Immigration: What do you need to think about in the event of a no-deal Brexit?

January 30, 2019

We are a few short weeks away from Brexit. The UK will leave the EU at 11 pm on 29 March 2019 by automatic operation of law unless something else happens. The UK Government has now set out its policy for EU/EEA and Swiss citizens coming to the UK after 29 March 2019 in the event of a no-deal Brexit.

As previously discussed here, those EU citizens already residing in the UK by 29 March 2019 will be able to apply under the EU Settlement Scheme (see here). The post-Brexit immigration system currently being considered (see here) by Parliament will come into force from 1 January 2021.

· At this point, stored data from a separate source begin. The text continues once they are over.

use std::fmt;

/// Per-instance fencing progress.
///
/// ```text
/// Unfenced --(declared)--> FencingRequested --(confirmed)--> Fenced
///     ^                                                        |
///     +---(confirmed)-- UnfencingRequested <--(not declared)---+
/// ```
///
/// A request whose declaration is withdrawn before it is confirmed reverses
/// direction (`FencingRequested` <-> `UnfencingRequested`) rather than running
/// to completion first.
#[derive(Copy, Clone, Debug, Default, PartialEq, Eq, Hash)]
pub enum FencingState {
    #[default]
    Unfenced,
    FencingRequested,
    Fenced,
    UnfencingRequested,
}

/// A side effect the reconciler asks the executor to perform.
#[derive(Copy, Clone, Debug, PartialEq, Eq, Hash)]
pub enum Action {
    Fence,
    Unfence,
}

// === impl FencingState ===

impl FencingState {
    /// True while the instance must not accept connections or change roles.
    pub fn is_fencing(self) -> bool {
        matches!(self, Self::FencingRequested | Self::Fenced)
    }

    pub fn is_in_progress(self) -> bool {
        matches!(self, Self::FencingRequested | Self::UnfencingRequested)
    }

    /// True when the state satisfies the declaration.
    pub fn is_converged(self, declared: bool) -> bool {
        if declared {
            self == Self::Fenced
        } else {
            self == Self::Unfenced
        }
    }

    /// Returns the state an instance moves to given whether it is declared
    /// fenced, along with the action needed to get there, if any.
    ///
    /// In-progress states yield their action again so that failed attempts are
    /// retried.
    pub fn step(self, declared: bool) -> (Self, Option<Action>) {
        match (self, declared) {
            (Self::Unfenced, false) => (Self::Unfenced, None),
            (Self::Fenced, true) => (Self::Fenced, None),
            (Self::Unfenced | Self::FencingRequested | Self::UnfencingRequested, true) => {
                (Self::FencingRequested, Some(Action::Fence))
            }
            (Self::Fenced | Self::UnfencingRequested | Self::FencingRequested, false) => {
                (Self::UnfencingRequested, Some(Action::Unfence))
            }
        }
    }

    /// Applies the executor's confirmation of `action`. Confirmations that no
    /// longer match the pending request are stale and leave the state as is.
    pub fn confirm(self, action: Action) -> Self {
        match (self, action) {
            (Self::FencingRequested, Action::Fence) => Self::Fenced,
            (Self::UnfencingRequested, Action::Unfence) => Self::Unfenced,
            (state, _) => state,
        }
    }

    pub fn as_str(self) -> &'static str {
        match self {
            Self::Unfenced => "Unfenced",
            Self::FencingRequested => "FencingRequested",
            Self::Fenced => "Fenced",
            Self::UnfencingRequested => "UnfencingRequested",
        }
    }
}

impl fmt::Display for FencingState {
    fn fmt(&self, f: &mut fmt::Formatter<'_>) -> fmt::Result {
        f.write_str(self.as_str())
    }
}

// === impl Action ===

impl fmt::Display for Action {
    fn fmt(&self, f: &mut fmt::Formatter<'_>) -> fmt::Result {
        match self {
            Self::Fence => f.write_str("fence"),
            Self::Unfence => f.write_str("unfence"),
        }
    }
}
use crate::core::{
    executor::{Execute, ExecutionError},
    InstanceId, Role,
};
use prometheus_client::{
    encoding::{EncodeLabelSet, EncodeLabelValue},
    metrics::{counter::Counter, family::Family},
    registry::Registry,
};

/// Counts fencing operations by action and outcome.
#[derive(Clone, Debug, Default)]
pub struct ExecutorMetrics {
    operations: Family<OperationLabels, Counter>,
}

/// Wraps an executor to record the outcome of every operation.
#[derive(Debug)]
pub struct MeteredExecutor<E> {
    inner: E,
    metrics: ExecutorMetrics,
}

#[derive(Clone, Debug, Hash, PartialEq, Eq, EncodeLabelSet)]
struct OperationLabels {
    action: Action,
    role: RoleLabel,
    result: Outcome,
}

#[derive(Clone, Debug, Hash, PartialEq, Eq, EncodeLabelValue)]
enum Action {
    Fence,
    Unfence,
}

#[derive(Clone, Debug, Hash, PartialEq, Eq, EncodeLabelValue)]
enum RoleLabel {
    Primary,
    Replica,
}

#[derive(Clone, Debug, Hash, PartialEq, Eq, EncodeLabelValue)]
enum Outcome {
    Success,
    Timeout,
    Unreachable,
    NotStreaming,
}

// === impl ExecutorMetrics ===

impl ExecutorMetrics {
    pub fn register(prom: &mut Registry) -> Self {
        let operations = Family::default();
        prom.register(
            "operations",
            "Count of fence and unfence operations by outcome",
            operations.clone(),
        );
        Self { operations }
    }

    fn record(&self, action: Action, role: Role, res: &Result<(), ExecutionError>) {
        let result = match res {
            Ok(()) => Outcome::Success,
            Err(ExecutionError::Timeout(_)) => Outcome::Timeout,
            Err(ExecutionError::Unreachable(_)) => Outcome::Unreachable,
            Err(ExecutionError::NotStreaming(_)) => Outcome::NotStreaming,
        };
        let role = match role {
            Role::Primary => RoleLabel::Primary,
            Role::Replica => RoleLabel::Replica,
        };
        self.operations
            .get_or_create(&OperationLabels {
                action,
                role,
                result,
            })
            .inc();
    }
}

// === impl MeteredExecutor ===

impl<E> MeteredExecutor<E> {
    pub fn new(inner: E, metrics: ExecutorMetrics) -> Self {
        Self { inner, metrics }
    }
}

#[async_trait::async_trait]
impl<E: Execute> Execute for MeteredExecutor<E> {
    async fn fence(&self, instance: &InstanceId, role: Role) -> Result<(), ExecutionError> {
        let res = self.inner.fence(instance, role).await;
        self.metrics.record(Action::Fence, role, &res);
        res
    }

    async fn unfence(&self, instance: &InstanceId, role: Role) -> Result<(), ExecutionError> {
        let res = self.inner.unfence(instance, role).await;
        self.metrics.record(Action::Unfence, role, &res);
        res
    }
}

#[cfg(test)]
mod tests {
    use super::*;
    use prometheus_client::encoding::text::encode;

    struct Flaky;

    #[async_trait::async_trait]
    impl Execute for Flaky {
        async fn fence(&self, _: &InstanceId, _: Role) -> Result<(), ExecutionError> {
            Ok(())
        }

        async fn unfence(&self, _: &InstanceId, _: Role) -> Result<(), ExecutionError> {
            Err(ExecutionError::NotStreaming(0))
        }
    }

    #[tokio::test]
    async fn records_outcomes() {
        let mut prom = Registry::default();
        let metrics = ExecutorMetrics::register(&mut prom);
        let executor = MeteredExecutor::new(Flaky, metrics);

        let id = InstanceId::from("pg-1");
        executor.fence(&id, Role::Primary).await.unwrap();
        executor.fence(&id, Role::Primary).await.unwrap();
        executor.unfence(&id, Role::Replica).await.unwrap_err();

        let mut text = String::new();
        encode(&mut text, &prom).unwrap();
        assert!(
            text.contains(r#"operations_total{action="Fence",role="Primary",result="Success"} 2"#),
            "{text}"
        );
        assert!(
            text.contains(
                r#"operations_total{action="Unfence",role="Replica",result="NotStreaming"} 1"#
            ),
            "{text}"
        );
    }
}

The Government has set out its temporary transitional policy to address what EU nationals who arrive between 30 March 2019 and 31 December 2020 will be obliged to do in the event of a no deal Brexit:

  • EU citizens will be eligible to visit the UK for up to three months and will be permitted to work and study during this time. A period of leave valid for 3 months will be granted upon production of a valid passport or ID card at the border;
  • EU citizens with biometric passports will be able to use e-gates;
  • EU citizens who wish to stay longer than three months will need to apply to the Home Office for leave to remain (known as European Temporary Leave to Remain)  within the three month period;
  • European Temporary Leave to Remain can be applied for online, will incur a fee (yet to be determined) and will be subject to standard ID and criminal background checks;
  • This leave will be granted for three years and will enable holders to work and study in the UK;
  • Non-EU family members of these individuals will be able to accompany their EU family member,  but will need to obtain a family permit prior to their arrival to the UK;
  • Holders of this leave will not be able to qualify for settled status or indefinite leave to remain;
  • Holders of this leave who wish to stay beyond the three year period will be required to apply under the post-Brexit immigration system  due to come into force from 1 January 2021;
  • These arrangements cover EFTA states (Switzerland, Norway, Iceland and Liechtenstein) as well as all countries of the EU; and
  • Irish citizens will retain the right to live and work in the UK under Common Travel Area provisions, and will retain the right to travel to, live and work in the UK and will not need to apply for European Temporary Leave to Remain

These proposals are of course subject to Parliamentary approval. EU nationals already here on 29 March 2019 will be able to apply under the EU Settlement Scheme as agreed (see here)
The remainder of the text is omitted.